Are you planning on Dutch Ovens over a fire or the ones with legs that you use with charcoal. I started off with a 12" with legs. I think that is a perfect size for a family meal. Campingnut18 got me started into Dutch Oven cooking. I have two and planning on one or two more. Send campingnut18 a PM and he will share several web sites on Dutch Oven cooking with you.

Leon


----------



## tdvffjohn (Mar 10, 2005)

http://www.outbackers.com/forums/index.php?showforum=18

There are many spread all thru the recipe section.

New threads tho do invite new recipes







tho

John


----------



## o0jonna0o (Oct 29, 2008)

Awesome thank you both.

I plan on cooking over charcoal right now to start since I've heard that's the easiest way to regulate temperatures. I saw a dutch oven demo at the campground this past weekend and it was my first time ever seeing someone actually cook with one and now I'm intrigued!


----------



## tdvffjohn (Mar 10, 2005)

One of our members also has 2 links in his home page

http://www.geocities.com/ndjollymon/Camping.html


----------



## swanny (Oct 31, 2007)

now were talkin,cookin with IRON.







i agree with Crawfish 12" is very good, i also have a 10" and not quite as deep as the 12" 
after the ovens good things to have are.

*charcoal chimney* - starting charcoal i use both kinds of charcoal, regular and match light. i use about 5 or 6 pieces in the bottom to start the regular charcoal

*lid lifter* - makes taking lid of much easier

*long tongs* - getting charcoal out of the chimney and moving the coals around the oven.

*patio pavers* (at home) makes good surface to cook on. on the road i sometimes use a cookie sheet. again a good surface.

*parchment paper* - used to line oven with, makes cleanup even easier.
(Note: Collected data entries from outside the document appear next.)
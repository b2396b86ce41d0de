use criterion::{black_box, criterion_group, criterion_main, Criterion};

use phonefmt::{CountryRecord, PhoneFormatter};

type TestEntity = (&'static str, &'static str);

fn setup_numbers() -> Vec<TestEntity> {
    vec![
        ("375 29 123 45 67", "BY"),
        ("+375 (29) 765-43-21", "BY"),
        ("1 415 555 2671", "US"),
        ("1-800-555-0199", "US"),
        ("44 20 7946 0958", "GB"),
        ("48 512 345 678", "PL"),
    ]
}

fn formatting_benchmark(c: &mut Criterion) {
    let numbers = setup_numbers();
    let registry = vec![CountryRecord::new(
        ["BY", "375"],
        vec![3, 2, 3, 2, 2],
        "$1 ($2) $3-$4-$5",
    )];

    let mut group = c.benchmark_group("Formatting");

    group.bench_function("phonefmt: country lookup (default registry)", |b| {
        b.iter(|| {
            for (raw, code) in &numbers {
                let mut formatter = PhoneFormatter::new(black_box(*raw));
                formatter.country(black_box(*code), Some("+"), None);
            }
        })
    });

    group.bench_function("phonefmt: country lookup (custom registry)", |b| {
        b.iter(|| {
            let mut formatter = PhoneFormatter::new(black_box("375 29 123 45 67"));
            formatter.country(black_box("BY"), Some("+"), Some(&registry));
        })
    });

    group.bench_function("phonefmt: format with cached grouping", |b| {
        b.iter(|| {
            let mut formatter = PhoneFormatter::new(black_box("375291234567"));
            formatter.format(
                black_box(&[3, 2, 3, 2, 2]),
                black_box("$1 ($2) $3-$4-$5"),
                Some("+"),
            );
        })
    });

    group.finish();
}

criterion_group!(benches, formatting_benchmark);
criterion_main!(benches);
// Copyright (C) 2025 Phonefmt Contributors
//
// Licensed under the Apache License, Version 2.0 (the "License");
// you may not use this file except in compliance with the License.
// You may obtain a copy of the License at
//
// http://www.apache.org/licenses/LICENSE-2.0
//
// Unless required by applicable law or agreed to in writing, software
// distributed under the License is distributed on an "AS IS" BASIS,
// WITHOUT WARRANTIES OR CONDITIONS OF ANY KIND, either express or implied.
// See the License for the specific language governing permissions and
// limitations under the License.

use thiserror::Error;

use crate::regexp_cache::InvalidRegexError;

/// Failures surfaced by [`PhoneFormatter::try_format`].
///
/// The non-`try` API never returns these; it degrades to the current number
/// string instead.
///
/// [`PhoneFormatter::try_format`]: crate::PhoneFormatter::try_format
#[derive(Debug, Error)]
pub enum FormatError {
    /// The sanitized number's digit count differs from the pattern's total
    /// group length, so the grouping expression cannot span it.
    #[error("Number has {actual} digits but the pattern groups {expected}")]
    GroupMismatch { expected: usize, actual: usize },

    #[error("{0}")]
    InvalidRegex(#[from] InvalidRegexError),
}

/// Failures surfaced by [`PhoneFormatter::try_country`].
///
/// [`PhoneFormatter::try_country`]: crate::PhoneFormatter::try_country
#[derive(Debug, Error)]
pub enum CountryLookupError {
    /// No record in the scanned registry answered to the normalized query.
    #[error("Country code {0} not found in the registry")]
    UnknownCountryCode(String),

    #[error("{0}")]
    Format(#[from] FormatError),
}
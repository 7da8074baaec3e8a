//! I/O adapters for the mutation workflow.

pub mod applicator;
pub mod config;
pub mod generator;
pub mod git;
pub mod lock;
pub mod process;
pub mod record;
pub mod verifier;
*trivet* - for in the bottom of the oven when needed.

*gloves* - good leather

*thermomete*r - the kind with a hard probe. try to find one with a very small diameter to fit under the lid in the notch.

and if you want to learn from the pro's go to *WWW.IDOS.ORG* have fun

cookin with iron is awesome!!!!!!!!!!!!!!!!!!


----------



## gone campin (Jan 29, 2006)

When I cook a cake in the Dutch Oven, there is a line as soon as it is done because if you are not there when it comes off the coals you do not get any!

Everything just tastes better in cast iron. You will wan t to be sure to line oven with parchment liner or foil for easy clean up.

Linda


----------



## Dan L (Jan 24, 2008)

Hi,

We only use Dutch Ovens when we camp out with our boy scout Troop.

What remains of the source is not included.